メンバーはソロ活動やサポート活動へ。西村さんはプロデュース/アレンジの仕事をさらに拡大していく。
2010~2011年
- 活動再開。シングル『Dearest』、アルバム『Empowerment』を発表。
- ライブ活動も再開し、バンドの再評価が進む。
- 西村さんはライブでもギターで楽曲に立体感を加える存在として中心的役割を果たす。音作りの精度がさらに高まっていた。
🎼 他アーティストとのコラボ/プロデュース活動
甲斐よしひろ
- 甲斐バンド、ソロ活動の両方において深く関与。
- アルバム『10 Stories』(2007年)、続く『TEN STORIES 2』(2008年)で 共同プロデュースを担当。両作はカバーアルバムとしても話題となり、『くるみ』『夜空ノムコウ』『ハナミズキ』など、お馴染みの名曲が多数収録されている。原曲の魅力を尊重しつつ、西村さんならではの温かみのあるアレンジとギターワークが作品全体に彩りを加えた。
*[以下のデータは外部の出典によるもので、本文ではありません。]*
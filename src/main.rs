use plug_energy_monitor::{
    api, device::bridge::BridgeFactory, App, Scheduler, Settings,
};
use std::sync::Arc;
use tokio::net::TcpListener;
use tracing::{error, info};
use tracing_subscriber::EnvFilter;

#[tokio::main]
async fn main() -> anyhow::Result<()> {
    let filter = EnvFilter::try_from_default_env().unwrap_or_else(|_| EnvFilter::new("info"));
    tracing_subscriber::fmt()
        .with_env_filter(filter)
        .with_target(false)
        .compact()
        .init();

    info!("Starting plug energy monitor");
    let settings = Settings::from_env();

    let factory = Arc::new(BridgeFactory::new(settings.bridge_url.clone()));
    let app = App::load(&settings, factory).await;

    // Start the periodic activities:
    // 1. Connection upkeep (reconnect or refresh)
    // 2. Reading capture
    // 3. Persistence flush
    let scheduler = Scheduler::start(app.clone(), &settings);

    let listener = TcpListener::bind(&settings.listen_addr)
        .await
        .map_err(|e| anyhow::anyhow!("Failed to bind to {}: {}", settings.listen_addr, e))?;
    info!("API server listening on {}", settings.listen_addr);

    let shutdown = async {
        if let Err(e) = tokio::signal::ctrl_c().await {
            error!("Failed to listen for shutdown signal: {}", e);
            std::future::pending::<()>().await;
        }
        info!("Shutdown signal received");
    };

    if let Err(e) = axum::serve(listener, api::create_router(app.clone()))
        .with_graceful_shutdown(shutdown)
        .await
    {
        error!(error = %e, "API server error");
    }

    scheduler.stop();
    app.supervisor.shutdown().await;
    app.flush().await;

    info!("Shutdown complete");
    Ok(())
}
- アルバム制作では全体のサウンド設計に関わり、ギターのみならず楽曲アレンジ全般に影響を与えた。ストリングスやリズムのディレクションにも関与。
- ツアーにもギタリストとして参加し、ライブでのエモーショナルなギタープレイが高い評価を受けた。ライブMCでも甲斐さんとの親密なやり取りがファンの間で語り草となった。
- 甲斐よしひろ本人からも「西村さんの音作りなくしてこのアルバムは完成しなかった」と信頼を寄せられていた。
尾崎亜美
- 『アミフォニック』収録曲などにギター参加。
- 長年にわたりライブ/レコーディングサポートを担当。
- 「Friendship」などでのプレイがファンに人気。尾崎亜美本人からも「ギターが楽曲の呼吸を作ってくれる」と賛辞を受けていた。
柴田淳
- 『ため息』(2003年)で プロデュース&ギター。
- アルバム『ひとり』『わたし』では 編曲&ギター担当。
- 繊細なギターアレンジが柴田さんの透明感ある世界観にフィット。特に音数のコントロールとダイナミクスが絶妙だった。
- 柴田淳本人が「西村さんのギターが世界観を作ってくれた」と語るなど信頼関係が深かった。
TOKIO
- バンドスタイルの編曲、ギター演奏で複数楽曲に参加。
- ジャニーズ屈指のバンド型ユニットとしての音作りを支える。
- 『LOVE YOU ONLY』『AMBITIOUS JAPAN!』期に関与。ポップで力強いバンドサウンドを構築。
その他
- 久保田利伸、槇原敬之、辛島美登里、広瀬香美、中山美穂、中西圭三、加藤いづみ ほか。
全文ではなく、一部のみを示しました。